» WHAT YOU ARE ASKED TO DO:
Answer with one number: the count of lines in the listing below that hold the word "insert".
+---+
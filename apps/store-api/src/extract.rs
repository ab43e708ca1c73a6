//! JSON body extractor
//!
//! `axum::Json` rejects a bad body with 415/422 and a plain-text message.
//! `ApiJson` turns every rejection into the usual 400 envelope:
//!
//! ```text
//! { "message": "Failed to deserialize ... missing field `customerId` ...",
//!   "status": false, "body": null }
//! ```

use axum::extract::rejection::JsonRejection;
use axum::extract::{FromRequest, Request};
use axum::http::StatusCode;
use axum::Json;
use serde::de::DeserializeOwned;
use tracing::debug;

use crate::error::ApiError;

/// Request body parsed as JSON, rejected with [`ApiError`].
#[derive(Debug, Clone, Copy, Default)]
pub struct ApiJson<T>(pub T);

impl<T, S> FromRequest<S> for ApiJson<T>
where
    T: DeserializeOwned,
    S: Send + Sync,
{
    type Rejection = ApiError;

    async fn from_request(req: Request, state: &S) -> Result<Self, Self::Rejection> {
        let Json(value) = Json::<T>::from_request(req, state).await?;
        Ok(ApiJson(value))
    }
}

impl From<JsonRejection> for ApiError {
    fn from(rejection: JsonRejection) -> Self {
        debug!(status = %rejection.status(), "Rejected request body");
        ApiError::new(StatusCode::BAD_REQUEST, rejection.body_text())
    }
}
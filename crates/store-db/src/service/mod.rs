//! # Fulfillment Services
//!
//! Stateful operations that span several tables. Each one locks the product
//! it touches, runs inside one transaction, and notifies after commit.
//!
//! ```text
//! ┌────────────────┐  ┌────────────────┐  ┌────────────────┐
//! │  OrderService  │  │ ProductLedger  │  │ BackorderQueue │
//! │ create/update/ │  │ stock updates  │  │ enqueue/drain  │
//! │ delete orders  │  │ (drain on +)   │  │                │
//! └───────┬────────┘  └───────┬────────┘  └───────┬────────┘
//!         └──────────┬────────┴───────────────────┘
//!                    ▼
//!     ProductLocks (shared)  +  BackorderNotifier (shared)
//! ```
//!
//! All three services must be built with clones of the SAME [`ProductLocks`],
//! otherwise their critical sections don't exclude each other.

pub mod backorder;
pub mod ledger;
pub mod locks;
pub mod notifier;
pub mod order;

pub use backorder::BackorderQueue;
pub use ledger::ProductLedger;
pub use locks::ProductLocks;
pub use notifier::{BackorderNotifier, LogNotifier, SharedNotifier};
pub use order::OrderService;

#[cfg(test)]
pub(crate) mod test_support {
    use chrono::{Duration, Utc};
    use store_core::{Customer, Discount, NewCustomer, NewDiscount, NewProduct, Product};

    use crate::pool::{Database, DbConfig};

    pub(crate) async fn test_db() -> Database {
        Database::new(DbConfig::in_memory()).await.unwrap()
    }

    /// File-backed database with a real multi-connection pool. Keep the
    /// `TempDir` alive for the whole test.
    pub(crate) async fn file_db() -> (tempfile::TempDir, Database) {
        let dir = tempfile::tempdir().unwrap();
        let config = DbConfig::new(dir.path().join("store.db")).max_connections(8);
        let db = Database::new(config).await.unwrap();
        (dir, db)
    }

    pub(crate) async fn seed_product(db: &Database, count: i64, price_cents: i64) -> Product {
        let product = NewProduct {
            name: "Widget".to_string(),
            description: None,
            price_cents,
            count,
            availability: true,
            expiry: None,
        }
        .into_product(Utc::now());
        db.products().insert(&product).await.unwrap()
    }

    pub(crate) async fn seed_customer(db: &Database) -> Customer {
        let customer = NewCustomer {
            full_name: "Ada Buyer".to_string(),
            address: None,
            contact_number: None,
        }
        .into_customer(Utc::now());
        db.customers().insert(&customer).await.unwrap()
    }

    /// Discount active from yesterday until tomorrow.
    pub(crate) async fn seed_discount(db: &Database, value_bps: i64, min_price_cents: i64) -> Discount {
        let now = Utc::now();
        let discount = NewDiscount {
            name: "Seasonal".to_string(),
            description: None,
            value_bps,
            start_date_time: now - Duration::days(1),
            end_date_time: now + Duration::days(1),
            min_price_cents,
            coupon_code: None,
        }
        .into_discount();
        db.discounts().insert(&discount).await.unwrap()
    }
}
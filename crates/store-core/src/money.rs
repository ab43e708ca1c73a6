//! # Money Module
//!
//! `Money` holds an amount in cents. `DiscountRate` holds a discount in basis
//! points. Order amounts are computed from these two alone:
//!
//! ```text
//! ┌─────────────────────────────────────────────────────────────────────────┐
//! │  Product.price_cents ── × quantity ──► subtotal                        │
//! │                                           │                             │
//! │                    Discount.value_bps ──► │ percentage (i128, half up)  │
//! │                                           ▼                             │
//! │                               subtotal − off ──► Order.amount_cents     │
//! └─────────────────────────────────────────────────────────────────────────┘
//! ```
//!
//! No floating point is involved anywhere; the only rounding step is the
//! percentage, rounded once, half up, to the cent.
//!
//! ```rust
//! use store_core::money::{DiscountRate, Money};
//!
//! let subtotal = Money::from_cents(1099).checked_multiply_quantity(3).unwrap(); // $32.97
//! let charged = subtotal.apply_discount(DiscountRate::from_bps(1000));
//! assert_eq!(charged.cents(), 2967);
//! ```

use serde::{Deserialize, Serialize};
use std::fmt;
use std::ops::{Add, Sub};
use ts_rs::TS;

/// Amount in the smallest currency unit.
#[derive(
    Debug, Clone, Copy, Default, PartialEq, Eq, PartialOrd, Ord, Hash, Serialize, Deserialize, TS,
)]
#[ts(export)]
pub struct Money(i64);

impl Money {
    #[inline]
    pub const fn from_cents(cents: i64) -> Self {
        Money(cents)
    }

    #[inline]
    pub const fn cents(&self) -> i64 {
        self.0
    }

    /// Whole dollars, truncated toward zero.
    #[inline]
    pub const fn dollars(&self) -> i64 {
        self.0 / 100
    }

    /// The 0..=99 cents after the dollars.
    #[inline]
    pub const fn cents_part(&self) -> i64 {
        (self.0 % 100).abs()
    }

    /// Unit price times quantity, `None` if the product leaves `i64`.
    #[inline]
    pub const fn checked_multiply_quantity(&self, quantity: i64) -> Option<Self> {
        match self.0.checked_mul(quantity) {
            Some(cents) => Some(Money(cents)),
            None => None,
        }
    }

    /// `rate` of this amount, rounded half up to the cent.
    ///
    /// `(cents × bps + 5000) / 10000`, computed in i128.
    pub fn percentage(&self, rate: DiscountRate) -> Money {
        let off = (self.0 as i128 * rate.bps() as i128 + 5000) / 10_000;
        Money(off as i64)
    }

    /// This amount minus `rate` of it.
    pub fn apply_discount(&self, rate: DiscountRate) -> Money {
        *self - self.percentage(rate)
    }
}

impl fmt::Display for Money {
    fn fmt(&self, f: &mut fmt::Formatter<'_>) -> fmt::Result {
        let sign = if self.0 < 0 { "-" } else { "" };
        write!(f, "{}${}.{:02}", sign, self.dollars().abs(), self.cents_part())
    }
}

impl Add for Money {
    type Output = Self;

    #[inline]
    fn add(self, other: Self) -> Self {
        Money(self.0 + other.0)
    }
}

impl Sub for Money {
    type Output = Self;

    #[inline]
    fn sub(self, other: Self) -> Self {
        Money(self.0 - other.0)
    }
}

// =============================================================================
// Discount Rate
// =============================================================================

/// Discount in basis points: 1 bp = 0.01 %, 1000 bps = 10 %.
#[derive(
    Debug, Clone, Copy, Default, PartialEq, Eq, PartialOrd, Ord, Serialize, Deserialize, TS,
)]
#[ts(export)]
pub struct DiscountRate(u32);

impl DiscountRate {
    /// 100 %.
    pub const MAX_BPS: u32 = 10_000;

    #[inline]
    pub const fn from_bps(bps: u32) -> Self {
        DiscountRate(bps)
    }

    /// Builds a rate from a stored value, clamping it into 0..=100 %.
    pub fn clamped(bps: i64) -> Self {
        DiscountRate(bps.clamp(0, Self::MAX_BPS as i64) as u32)
    }

    #[inline]
    pub const fn bps(&self) -> u32 {
        self.0
    }
}

impl fmt::Display for DiscountRate {
    fn fmt(&self, f: &mut fmt::Formatter<'_>) -> fmt::Result {
        write!(f, "{}.{:02}%", self.0 / 100, self.0 % 100)
    }
}

#[cfg(test)]
mod tests {
    use super::*;

    #[test]
    fn test_display() {
        assert_eq!(Money::from_cents(1099).to_string(), "$10.99");
        assert_eq!(Money::from_cents(500).to_string(), "$5.00");
        assert_eq!(Money::from_cents(-550).to_string(), "-$5.50");
        assert_eq!(DiscountRate::from_bps(1250).to_string(), "12.50%");
    }

    #[test]
    fn test_subtotal() {
        let subtotal = Money::from_cents(299).checked_multiply_quantity(3).unwrap();
        assert_eq!(subtotal.cents(), 897);
        assert_eq!((subtotal - Money::from_cents(97)).cents(), 800);
        assert_eq!((subtotal + Money::from_cents(3)).cents(), 900);
    }

    #[test]
    fn test_percentage_rounds_half_up() {
        // 25% of 10 cents is 2.5 cents
        let amount = Money::from_cents(10);
        assert_eq!(amount.percentage(DiscountRate::from_bps(2500)).cents(), 3);

        // 12.5% of $10.00 is exact
        let amount = Money::from_cents(1000);
        assert_eq!(amount.percentage(DiscountRate::from_bps(1250)).cents(), 125);

        // 10% of 4 cents is 0.4 cents
        let amount = Money::from_cents(4);
        assert_eq!(amount.percentage(DiscountRate::from_bps(1000)).cents(), 0);
    }

    #[test]
    fn test_apply_discount_bounds() {
        let subtotal = Money::from_cents(10_000);
        assert_eq!(subtotal.apply_discount(DiscountRate::default()), subtotal);
        assert_eq!(
            subtotal.apply_discount(DiscountRate::from_bps(DiscountRate::MAX_BPS)),
            Money::default()
        );
    }

    #[test]
    fn test_multiply_overflow_is_none() {
        let price = Money::from_cents(100);
        assert!(price.checked_multiply_quantity(100_000_000_000_000_000).is_none());
        assert!(Money::from_cents(-1).checked_multiply_quantity(i64::MAX).is_some());
    }

    #[test]
    fn test_percentage_on_large_amounts() {
        let huge = Money::from_cents(i64::MAX / 2);
        assert!(huge.percentage(DiscountRate::from_bps(5000)).cents() > 0);
    }

    #[test]
    fn test_clamped() {
        assert_eq!(DiscountRate::clamped(-20).bps(), 0);
        assert_eq!(DiscountRate::clamped(1500).bps(), 1500);
        assert_eq!(DiscountRate::clamped(25_000).bps(), DiscountRate::MAX_BPS);
    }
}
+---+
» EXERCISE SOLUTION:
3